Our Black women were well-represented in the movement for women’s right to vote. In this COVID-19 pandemic, many of the front-line medical personnel are Black doctors and nurses. They and their white counterparts are risking their lives every day; some have died.
And look at what our Black men and women have accomplished in sports -- boxing, track and field, tennis, football, baseball and basketball. Think back to the 1926 Olympics when Jesse Owens showed the Germans they were not supermen.
And the music they have brought us, starting with Scott Joplin, who gave us the delightful ragtime. Then the jazz of the ‘20s ad doo wop of the 50s.

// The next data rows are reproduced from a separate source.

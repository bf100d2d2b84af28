//! Conversation flow states.

use std::fmt;

/// A state within a conversation flow, always qualified by its owning
/// flow group.
///
/// The distinguished "no active flow" condition (Idle) is represented by
/// the *absence* of a state — `Option<FlowState>::None` — rather than a
/// sentinel variant, so an empty store entry and an idle session are the
/// same thing.
///
/// The canonical string form is `"Group:member"`, e.g.
/// `"Trading:waiting_for_token"`. Decoding is defensive: strings that do
/// not name a known (group, member) pair decode to `None` instead of
/// failing, so a corrupt store entry degrades to "no active flow".
#[derive(Debug, Clone, Copy, PartialEq, Eq, Hash)]
pub enum FlowState {
    /// Guided trade wizard.
    Trading(TradingStep),
    /// Price alert setup.
    Alert(AlertStep),
}

/// Steps of the guided trade wizard.
#[derive(Debug, Clone, Copy, PartialEq, Eq, Hash)]
pub enum TradingStep {
    /// Waiting for the token address to trade.
    WaitingForToken,
    /// Waiting for the trade amount.
    WaitingForAmount,
    /// Waiting for risk parameters (slippage, stop loss, take profit).
    WaitingForRisk,
    /// Waiting for the final yes/no confirmation.
    WaitingForConfirmation,
    /// Order is being executed; terminal step.
    ExecutingTrade,
}

/// Steps of the price alert setup flow.
#[derive(Debug, Clone, Copy, PartialEq, Eq, Hash)]
pub enum AlertStep {
    /// Waiting for the token address to watch.
    WaitingForToken,
    /// Waiting for the trigger threshold.
    WaitingForThreshold,
}

impl FlowState {
    /// Every state in the taxonomy, in wizard order.
    pub const ALL: [FlowState; 7] = [
        FlowState::Trading(TradingStep::WaitingForToken),
        FlowState::Trading(TradingStep::WaitingForAmount),
        FlowState::Trading(TradingStep::WaitingForRisk),
        FlowState::Trading(TradingStep::WaitingForConfirmation),
        FlowState::Trading(TradingStep::ExecutingTrade),
        FlowState::Alert(AlertStep::WaitingForToken),
        FlowState::Alert(AlertStep::WaitingForThreshold),
    ];

    /// The owning flow group name.
    pub fn group(&self) -> &'static str {
        match self {
            FlowState::Trading(_) => "Trading",
            FlowState::Alert(_) => "Alert",
        }
    }

    /// The member name within the group.
    pub fn member(&self) -> &'static str {
        match self {
            FlowState::Trading(step) => match step {
                TradingStep::WaitingForToken => "waiting_for_token",
                TradingStep::WaitingForAmount => "waiting_for_amount",
                TradingStep::WaitingForRisk => "waiting_for_risk",
                TradingStep::WaitingForConfirmation => "waiting_for_confirmation",
                TradingStep::ExecutingTrade => "executing_trade",
            },
            FlowState::Alert(step) => match step {
                AlertStep::WaitingForToken => "waiting_for_token",
                AlertStep::WaitingForThreshold => "waiting_for_threshold",
            },
        }
    }

    /// Decode the canonical `"Group:member"` form.
    ///
    /// Returns `None` for malformed or unknown strings, including the
    /// literal `"None"` some writers use for an idle session. This never
    /// fails: bad input means "no active flow".
    pub fn parse(s: &str) -> Option<FlowState> {
        let (group, member) = s.split_once(':')?;
        match group {
            "Trading" => {
                let step = match member {
                    "waiting_for_token" => TradingStep::WaitingForToken,
                    "waiting_for_amount" => TradingStep::WaitingForAmount,
                    "waiting_for_risk" => TradingStep::WaitingForRisk,
                    "waiting_for_confirmation" => TradingStep::WaitingForConfirmation,
                    "executing_trade" => TradingStep::ExecutingTrade,
                    _ => return None,
                };
                Some(FlowState::Trading(step))
            }
            "Alert" => {
                let step = match member {
                    "waiting_for_token" => AlertStep::WaitingForToken,
                    "waiting_for_threshold" => AlertStep::WaitingForThreshold,
                    _ => return None,
                };
                Some(FlowState::Alert(step))
            }
            _ => None,
        }
    }
}

impl fmt::Display for FlowState {
    fn fmt(&self, f: &mut fmt::Formatter<'_>) -> fmt::Result {
        write!(f, "{}:{}", self.group(), self.member())
    }
}
/// Snapshot returned by [`SessionStore::health_check`].
#[derive(Debug, Clone, serde::Serialize)]
pub struct HealthStatus {
    pub backend_reachable: bool,
    pub using_fallback: bool,
    pub fallback_session_count: usize,
    pub ttl_seconds: u64,
}

/// Aggregate session counts, grouped by state.
#[derive(Debug, Clone, Default, serde::Serialize)]
pub struct StoreStats {
    pub active_sessions: usize,
    pub by_state: HashMap<String, usize>,
}

/// Internal failure taxonomy for backend calls. Never escapes the store:
/// every public operation catches these, logs, and degrades.
#[derive(Debug, Error)]
enum StoreError {
    #[error("backend error: {0}")]
    Backend(#[from] redis::RedisError),

    #[error("backend call timed out")]
    Timeout,

    #[error("fallback lock poisoned")]
    LockPoisoned,
}

/// Lifecycle of the durable connection.
///
/// The connection is established lazily on first use. A failed attempt is
/// terminal for this store instance: every later operation is served by
/// the fallback, and a fresh attempt requires constructing a new store.
enum ConnState {
    Untried,
    Connected(redis::aio::MultiplexedConnection),
    Failed,
}

struct FallbackEntry {
    payload: String,
    written_at: Instant,
}

/// Unified durable + fallback store for flow state and session records.
pub struct SessionStore {
    config: StoreConfig,
    conn: Mutex<ConnState>,
    fallback: RwLock<HashMap<String, FallbackEntry>>,
}
//! Error types for chat-flow.

use thiserror::Error;

/// Main error type for chat-flow operations.
///
/// Session store operations deliberately do not appear here: the store
/// degrades to its in-process fallback instead of surfacing backend
/// failures, and invalid transitions are reported as a `false` return.
#[derive(Error, Debug)]
pub enum ChatFlowError {
    /// I/O error.
    #[error("I/O error: {0}")]
    Io(#[from] std::io::Error),

    /// Configuration could not be loaded or applied.
    #[error("configuration error: {0}")]
    Config(String),
}

/// Convenience Result type for chat-flow operations.
pub type Result<T> = std::result::Result<T, ChatFlowError>;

Think of Marian Anderson (who sang “My Country ‘Tis of Thee” on the steps of the Lincoln Memorial), Bessie Smith, Ella Fitzgerald, Sarah Vaughn, Louis Armstrong, Duke Ellington, Ray Charles, Nat ‘King’ Cole, and so many others who gave us so much pleasure in their renditions.
We should all be proud of all they have accomplished with one hand tied behind their backs. Yes, Black lives matter.